Each line of the records below that contains "StatsResponse" needs to be copied.
(THE RECORDS begins)
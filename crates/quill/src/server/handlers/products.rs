//! Product endpoint handlers

use axum::{
  extract::{Extension, Json, Query, State},
  http::StatusCode,
  response::Json as ResponseJson,
};
use std::sync::Arc;

use crate::engine::QueryEngine;
use crate::server::handlers::{engine_failure, failure, Failure};
use crate::server::middleware::RequestContext;
use crate::server::types::{
  AnswerResponse, BaseResponse, CompareProductsRequest, GetProductRequest, GetProductResponse,
  ListProductsParams, ListProductsResponse, ProductData, ProductsResponse,
  SearchProductsRequest, SimilarProductsRequest, StatsResponse, DEFAULT_SEARCH_LIMIT,
};

fn not_found(model_name: &str, context: &RequestContext) -> Failure {
  context.log_warn(&format!("product not found: {model_name}"));
  failure(
    StatusCode::NOT_FOUND,
    "product_not_found",
    &format!("Product '{model_name}' was not found in the catalog"),
    context.request_id,
  )
}

/// POST /products/get - Full spec sheet for one model
pub async fn get_product(
  State(engine): State<Arc<QueryEngine>>,
  Extension(context): Extension<RequestContext>,
  Json(request): Json<GetProductRequest>,
) -> Result<ResponseJson<BaseResponse<GetProductResponse>>, Failure> {
  match engine.get_product(&request.model_name).await {
    Ok(Some(hit)) => {
      let response = GetProductResponse { product: ProductData::from(&hit) };
      Ok(ResponseJson(BaseResponse::success(response, context.request_id)))
    }
    Ok(None) => Err(not_found(&request.model_name, &context)),
    Err(e) => {
      context.log_error(&format!("lookup failed: {e}"));
      Err(engine_failure(&e, context.request_id))
    }
  }
}

/// POST /products/similar - Nearest neighbours of a reference model
pub async fn similar_products(
  State(engine): State<Arc<QueryEngine>>,
  Extension(context): Extension<RequestContext>,
  Json(request): Json<SimilarProductsRequest>,
) -> Result<ResponseJson<BaseResponse<ProductsResponse>>, Failure> {
  let reference = match engine.get_product(&request.model_name).await {
    Ok(Some(hit)) => hit,
    Ok(None) => return Err(not_found(&request.model_name, &context)),
    Err(e) => return Err(engine_failure(&e, context.request_id)),
  };

  let results = engine
    .find_similar(reference.model_name(), request.limit)
    .await
    .map_err(|e| engine_failure(&e, context.request_id))?;

  let products: Vec<ProductData> = results.iter().map(ProductData::from).collect();
  let response = ProductsResponse { count: products.len(), products };
  Ok(ResponseJson(BaseResponse::success(response, context.request_id)))
}

/// POST /products/search - Filtered semantic search with explicit predicates
pub async fn search_products(
  State(engine): State<Arc<QueryEngine>>,
  Extension(context): Extension<RequestContext>,
  Json(request): Json<SearchProductsRequest>,
) -> Result<ResponseJson<BaseResponse<ProductsResponse>>, Failure> {
  if request.query.trim().is_empty() {
    return Err(failure(
      StatusCode::BAD_REQUEST,
      "empty_query",
      "Query text is required",
      context.request_id,
    ));
  }

  let filter = request.filter();
  if let (Some(min), Some(max)) = (filter.min_watts, filter.max_watts) {
    if min > max {
      return Err(failure(
        StatusCode::BAD_REQUEST,
        "invalid_filter",
        &format!("min_watts ({min}) is greater than max_watts ({max})"),
        context.request_id,
      ));
    }
  }

  let limit = request.limit.unwrap_or(DEFAULT_SEARCH_LIMIT);
  let results = engine
    .search_products(&request.query, Some(filter), Some(limit))
    .await
    .map_err(|e| {
      context.log_error(&format!("search failed: {e}"));
      engine_failure(&e, context.request_id)
    })?;

  let products: Vec<ProductData> = results.iter().map(ProductData::from).collect();
  let response = ProductsResponse { count: products.len(), products };
  Ok(ResponseJson(BaseResponse::success(response, context.request_id)))
}

/// POST /products/compare - Side-by-side table of two or more models
pub async fn compare_products(
  State(engine): State<Arc<QueryEngine>>,
  Extension(context): Extension<RequestContext>,
  Json(request): Json<CompareProductsRequest>,
) -> Result<ResponseJson<BaseResponse<AnswerResponse>>, Failure> {
  if request.model_names.len() < 2 {
    return Err(failure(
      StatusCode::BAD_REQUEST,
      "too_few_models",
      "Provide at least two model names to compare",
      context.request_id,
    ));
  }

  let answer = engine
    .compare(&request.model_names)
    .await
    .map_err(|e| engine_failure(&e, context.request_id))?;
  Ok(ResponseJson(BaseResponse::success(AnswerResponse::from(&answer), context.request_id)))
}

/// GET /products/list - Model names, optionally limited to one category
pub async fn list_products(
  State(engine): State<Arc<QueryEngine>>,
  Extension(context): Extension<RequestContext>,
  Query(params): Query<ListProductsParams>,
) -> Result<ResponseJson<BaseResponse<ListProductsResponse>>, Failure> {
  let models: Vec<String> = match params.category.as_deref() {
    Some(category) => engine
      .browse_category(category, params.limit.unwrap_or(usize::MAX))
      .await
      .map(|results| results.into_iter().map(|r| r.record.model_name).collect()),
    None => engine.list_models().await.map(|mut names: Vec<String>| {
      if let Some(limit) = params.limit {
        names.truncate(limit);
      }
      names
    }),
  }
  .map_err(|e| engine_failure(&e, context.request_id))?;

  let response = ListProductsResponse { count: models.len(), models };
  Ok(ResponseJson(BaseResponse::success(response, context.request_id)))
}

/// GET /products/stats - Catalog counts
pub async fn catalog_stats(
  State(engine): State<Arc<QueryEngine>>,
  Extension(context): Extension<RequestContext>,
) -> Result<ResponseJson<BaseResponse<StatsResponse>>, Failure> {
  let stats = engine.stats().await.map_err(|e| engine_failure(&e, context.request_id))?;
  Ok(ResponseJson(BaseResponse::success(StatsResponse::from(stats), context.request_id)))
}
(THE RECORDS ends)
**ANSWER SECTION:**
  SearchProductsRequest, SimilarProductsRequest, StatsResponse, DEFAULT_SEARCH_LIMIT,
) -> Result<ResponseJson<BaseResponse<StatsResponse>>, Failure> {
  Ok(ResponseJson(BaseResponse::success(StatsResponse::from(stats), context.request_id)))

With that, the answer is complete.